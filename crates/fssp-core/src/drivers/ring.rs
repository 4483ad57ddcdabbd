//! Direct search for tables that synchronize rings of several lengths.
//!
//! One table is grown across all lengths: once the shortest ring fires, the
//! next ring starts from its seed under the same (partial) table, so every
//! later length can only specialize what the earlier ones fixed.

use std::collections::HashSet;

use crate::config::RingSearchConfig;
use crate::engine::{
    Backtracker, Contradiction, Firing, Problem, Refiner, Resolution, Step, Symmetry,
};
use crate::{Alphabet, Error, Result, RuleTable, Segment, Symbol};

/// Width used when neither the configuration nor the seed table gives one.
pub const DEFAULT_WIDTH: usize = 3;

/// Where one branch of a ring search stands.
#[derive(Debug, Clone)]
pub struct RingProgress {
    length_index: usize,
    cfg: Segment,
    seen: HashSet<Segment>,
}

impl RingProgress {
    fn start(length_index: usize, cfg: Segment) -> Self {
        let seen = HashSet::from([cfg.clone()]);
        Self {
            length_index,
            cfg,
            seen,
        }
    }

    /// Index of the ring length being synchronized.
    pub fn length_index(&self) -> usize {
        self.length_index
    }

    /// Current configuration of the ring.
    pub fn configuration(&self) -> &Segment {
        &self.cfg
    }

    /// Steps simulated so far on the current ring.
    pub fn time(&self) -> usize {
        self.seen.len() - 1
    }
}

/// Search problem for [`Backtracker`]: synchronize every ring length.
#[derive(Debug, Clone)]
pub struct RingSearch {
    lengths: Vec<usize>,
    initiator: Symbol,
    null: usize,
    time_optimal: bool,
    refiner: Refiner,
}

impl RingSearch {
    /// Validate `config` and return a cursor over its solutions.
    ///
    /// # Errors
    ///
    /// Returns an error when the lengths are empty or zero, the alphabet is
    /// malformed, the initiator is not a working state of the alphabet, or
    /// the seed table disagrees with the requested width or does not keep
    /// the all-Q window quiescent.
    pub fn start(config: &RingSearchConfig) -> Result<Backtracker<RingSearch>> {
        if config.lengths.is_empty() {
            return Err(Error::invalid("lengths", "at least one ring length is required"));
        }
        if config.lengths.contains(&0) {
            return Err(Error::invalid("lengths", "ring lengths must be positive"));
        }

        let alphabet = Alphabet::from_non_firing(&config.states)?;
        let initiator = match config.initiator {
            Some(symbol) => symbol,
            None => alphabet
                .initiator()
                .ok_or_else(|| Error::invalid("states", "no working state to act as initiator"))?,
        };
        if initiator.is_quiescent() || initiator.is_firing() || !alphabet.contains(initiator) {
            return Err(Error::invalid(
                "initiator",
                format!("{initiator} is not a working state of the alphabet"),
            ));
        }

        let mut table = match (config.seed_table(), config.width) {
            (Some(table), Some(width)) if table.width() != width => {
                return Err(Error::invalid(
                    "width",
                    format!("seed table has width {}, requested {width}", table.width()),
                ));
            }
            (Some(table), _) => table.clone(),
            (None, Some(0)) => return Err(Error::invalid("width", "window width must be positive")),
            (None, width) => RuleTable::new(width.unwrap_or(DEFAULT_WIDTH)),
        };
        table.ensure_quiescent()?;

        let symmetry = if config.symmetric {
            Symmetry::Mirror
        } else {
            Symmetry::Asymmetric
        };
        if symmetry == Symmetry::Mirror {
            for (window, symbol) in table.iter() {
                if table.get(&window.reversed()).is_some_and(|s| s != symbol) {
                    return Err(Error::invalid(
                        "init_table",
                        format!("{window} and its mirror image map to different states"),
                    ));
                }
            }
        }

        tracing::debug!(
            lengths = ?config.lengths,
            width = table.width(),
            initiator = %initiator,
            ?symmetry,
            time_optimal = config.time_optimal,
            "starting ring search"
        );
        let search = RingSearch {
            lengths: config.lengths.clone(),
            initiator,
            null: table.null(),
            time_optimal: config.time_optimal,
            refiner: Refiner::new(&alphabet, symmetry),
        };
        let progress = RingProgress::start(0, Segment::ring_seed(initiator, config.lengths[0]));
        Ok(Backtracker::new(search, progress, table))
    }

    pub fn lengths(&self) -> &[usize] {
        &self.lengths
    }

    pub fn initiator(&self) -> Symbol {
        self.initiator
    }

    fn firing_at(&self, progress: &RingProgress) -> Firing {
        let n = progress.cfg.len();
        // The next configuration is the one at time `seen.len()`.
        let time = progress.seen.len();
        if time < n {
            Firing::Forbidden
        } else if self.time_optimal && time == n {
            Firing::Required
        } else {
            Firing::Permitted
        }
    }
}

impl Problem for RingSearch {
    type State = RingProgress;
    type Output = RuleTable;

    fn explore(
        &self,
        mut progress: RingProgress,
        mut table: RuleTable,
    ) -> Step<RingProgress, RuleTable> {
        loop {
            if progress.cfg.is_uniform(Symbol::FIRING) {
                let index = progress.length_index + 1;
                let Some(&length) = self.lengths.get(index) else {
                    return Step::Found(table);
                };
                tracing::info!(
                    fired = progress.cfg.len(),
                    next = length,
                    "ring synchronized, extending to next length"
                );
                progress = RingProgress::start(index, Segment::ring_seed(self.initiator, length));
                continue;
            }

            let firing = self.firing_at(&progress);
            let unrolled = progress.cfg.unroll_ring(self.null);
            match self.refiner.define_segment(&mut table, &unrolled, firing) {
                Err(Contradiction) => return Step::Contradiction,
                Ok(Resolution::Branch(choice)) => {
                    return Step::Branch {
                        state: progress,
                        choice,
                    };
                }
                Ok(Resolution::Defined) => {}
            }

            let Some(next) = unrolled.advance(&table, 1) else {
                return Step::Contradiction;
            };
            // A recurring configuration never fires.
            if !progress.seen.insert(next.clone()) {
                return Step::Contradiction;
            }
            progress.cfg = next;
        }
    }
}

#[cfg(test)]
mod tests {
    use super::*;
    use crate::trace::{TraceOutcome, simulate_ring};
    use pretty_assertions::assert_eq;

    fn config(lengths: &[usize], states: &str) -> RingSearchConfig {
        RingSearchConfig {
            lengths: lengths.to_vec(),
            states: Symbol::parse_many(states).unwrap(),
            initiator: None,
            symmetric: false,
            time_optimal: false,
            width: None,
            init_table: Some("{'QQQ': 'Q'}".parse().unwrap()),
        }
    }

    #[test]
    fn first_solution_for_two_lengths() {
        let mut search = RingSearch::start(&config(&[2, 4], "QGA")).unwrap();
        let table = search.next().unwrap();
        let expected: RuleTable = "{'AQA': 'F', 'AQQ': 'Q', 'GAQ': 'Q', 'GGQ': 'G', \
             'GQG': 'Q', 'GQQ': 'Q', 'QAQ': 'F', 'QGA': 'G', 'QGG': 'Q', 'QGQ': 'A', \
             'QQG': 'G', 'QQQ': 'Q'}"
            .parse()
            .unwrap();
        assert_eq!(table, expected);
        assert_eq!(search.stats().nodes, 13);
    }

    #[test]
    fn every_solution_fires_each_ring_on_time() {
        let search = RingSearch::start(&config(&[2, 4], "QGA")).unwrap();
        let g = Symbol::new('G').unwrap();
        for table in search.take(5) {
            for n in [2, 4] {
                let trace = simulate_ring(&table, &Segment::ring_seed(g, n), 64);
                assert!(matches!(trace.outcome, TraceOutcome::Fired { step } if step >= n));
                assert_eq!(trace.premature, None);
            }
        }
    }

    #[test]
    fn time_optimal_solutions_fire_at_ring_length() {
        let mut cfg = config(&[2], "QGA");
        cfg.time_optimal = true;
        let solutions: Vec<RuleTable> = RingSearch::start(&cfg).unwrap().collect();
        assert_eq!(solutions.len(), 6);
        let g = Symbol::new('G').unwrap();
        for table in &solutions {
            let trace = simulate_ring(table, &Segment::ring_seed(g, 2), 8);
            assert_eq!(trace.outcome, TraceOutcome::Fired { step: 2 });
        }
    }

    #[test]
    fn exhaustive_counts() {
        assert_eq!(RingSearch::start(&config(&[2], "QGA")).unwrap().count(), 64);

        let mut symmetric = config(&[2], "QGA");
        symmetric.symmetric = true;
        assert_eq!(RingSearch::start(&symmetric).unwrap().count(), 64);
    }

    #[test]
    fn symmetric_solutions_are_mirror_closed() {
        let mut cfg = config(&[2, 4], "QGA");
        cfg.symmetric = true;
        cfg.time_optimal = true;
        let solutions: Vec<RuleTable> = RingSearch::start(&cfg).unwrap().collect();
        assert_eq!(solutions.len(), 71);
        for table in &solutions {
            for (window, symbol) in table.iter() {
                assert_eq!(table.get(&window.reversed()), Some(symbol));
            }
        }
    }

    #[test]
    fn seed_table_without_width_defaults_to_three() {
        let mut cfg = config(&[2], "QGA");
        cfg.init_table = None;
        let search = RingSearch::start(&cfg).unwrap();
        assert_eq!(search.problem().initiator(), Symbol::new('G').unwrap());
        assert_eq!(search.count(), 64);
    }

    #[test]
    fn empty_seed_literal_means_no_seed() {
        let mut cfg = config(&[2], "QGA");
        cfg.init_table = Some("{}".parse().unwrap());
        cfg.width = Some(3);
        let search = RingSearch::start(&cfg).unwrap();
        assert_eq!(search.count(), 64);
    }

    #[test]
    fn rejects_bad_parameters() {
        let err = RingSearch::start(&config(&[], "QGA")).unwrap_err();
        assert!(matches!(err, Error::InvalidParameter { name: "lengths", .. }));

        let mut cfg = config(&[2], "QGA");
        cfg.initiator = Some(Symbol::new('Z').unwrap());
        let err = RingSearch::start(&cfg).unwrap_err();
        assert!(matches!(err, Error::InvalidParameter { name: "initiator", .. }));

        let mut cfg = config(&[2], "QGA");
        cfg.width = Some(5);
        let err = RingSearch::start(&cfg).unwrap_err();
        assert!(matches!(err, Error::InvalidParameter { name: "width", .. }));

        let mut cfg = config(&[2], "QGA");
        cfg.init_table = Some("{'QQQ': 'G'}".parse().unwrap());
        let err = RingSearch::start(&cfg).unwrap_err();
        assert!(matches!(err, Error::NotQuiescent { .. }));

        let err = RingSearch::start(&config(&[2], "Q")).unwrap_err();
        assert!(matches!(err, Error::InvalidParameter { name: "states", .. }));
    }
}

==

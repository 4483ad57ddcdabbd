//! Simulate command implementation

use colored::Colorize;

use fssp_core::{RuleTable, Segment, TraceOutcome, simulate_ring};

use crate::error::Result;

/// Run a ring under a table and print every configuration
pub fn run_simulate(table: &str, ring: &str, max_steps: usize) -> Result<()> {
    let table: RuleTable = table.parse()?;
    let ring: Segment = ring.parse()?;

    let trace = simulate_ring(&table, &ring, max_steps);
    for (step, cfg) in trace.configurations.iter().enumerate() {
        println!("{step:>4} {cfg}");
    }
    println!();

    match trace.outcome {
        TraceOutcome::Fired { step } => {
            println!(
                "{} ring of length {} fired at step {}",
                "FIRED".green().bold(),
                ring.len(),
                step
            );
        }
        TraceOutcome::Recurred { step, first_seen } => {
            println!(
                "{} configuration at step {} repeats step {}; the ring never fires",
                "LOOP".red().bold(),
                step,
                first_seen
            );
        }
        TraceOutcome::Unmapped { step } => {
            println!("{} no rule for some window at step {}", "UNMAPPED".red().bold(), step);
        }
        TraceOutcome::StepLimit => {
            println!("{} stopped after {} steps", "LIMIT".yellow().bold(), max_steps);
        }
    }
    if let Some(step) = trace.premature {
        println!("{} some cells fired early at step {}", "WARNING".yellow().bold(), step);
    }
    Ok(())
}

▸ **BRIEF**: Taking the entries above, write out exactly each line from the one holding "filename crates/fssp-core/src/drivers/ring.rs" to the one holding "of the ring.", both included, and stop there.

▸ **EXERCISE OUTPUT**:
filename crates/fssp-core/src/drivers/ring.rs
repository 4483ad57ddcdabbd
//! Direct search for tables that synchronize rings of several lengths.
//!
//! One table is grown across all lengths: once the shortest ring fires, the
//! next ring starts from its seed under the same (partial) table, so every
//! later length can only specialize what the earlier ones fixed.

use std::collections::HashSet;

use crate::config::RingSearchConfig;
use crate::engine::{
    Backtracker, Contradiction, Firing, Problem, Refiner, Resolution, Step, Symmetry,
};
use crate::{Alphabet, Error, Result, RuleTable, Segment, Symbol};

/// Width used when neither the configuration nor the seed table gives one.
pub const DEFAULT_WIDTH: usize = 3;

/// Where one branch of a ring search stands.
#[derive(Debug, Clone)]
pub struct RingProgress {
    length_index: usize,
    cfg: Segment,
    seen: HashSet<Segment>,
}

impl RingProgress {
    fn start(length_index: usize, cfg: Segment) -> Self {
        let seen = HashSet::from([cfg.clone()]);
        Self {
            length_index,
            cfg,
            seen,
        }
    }

    /// Index of the ring length being synchronized.
    pub fn length_index(&self) -> usize {
        self.length_index
    }

    /// Current configuration of the ring.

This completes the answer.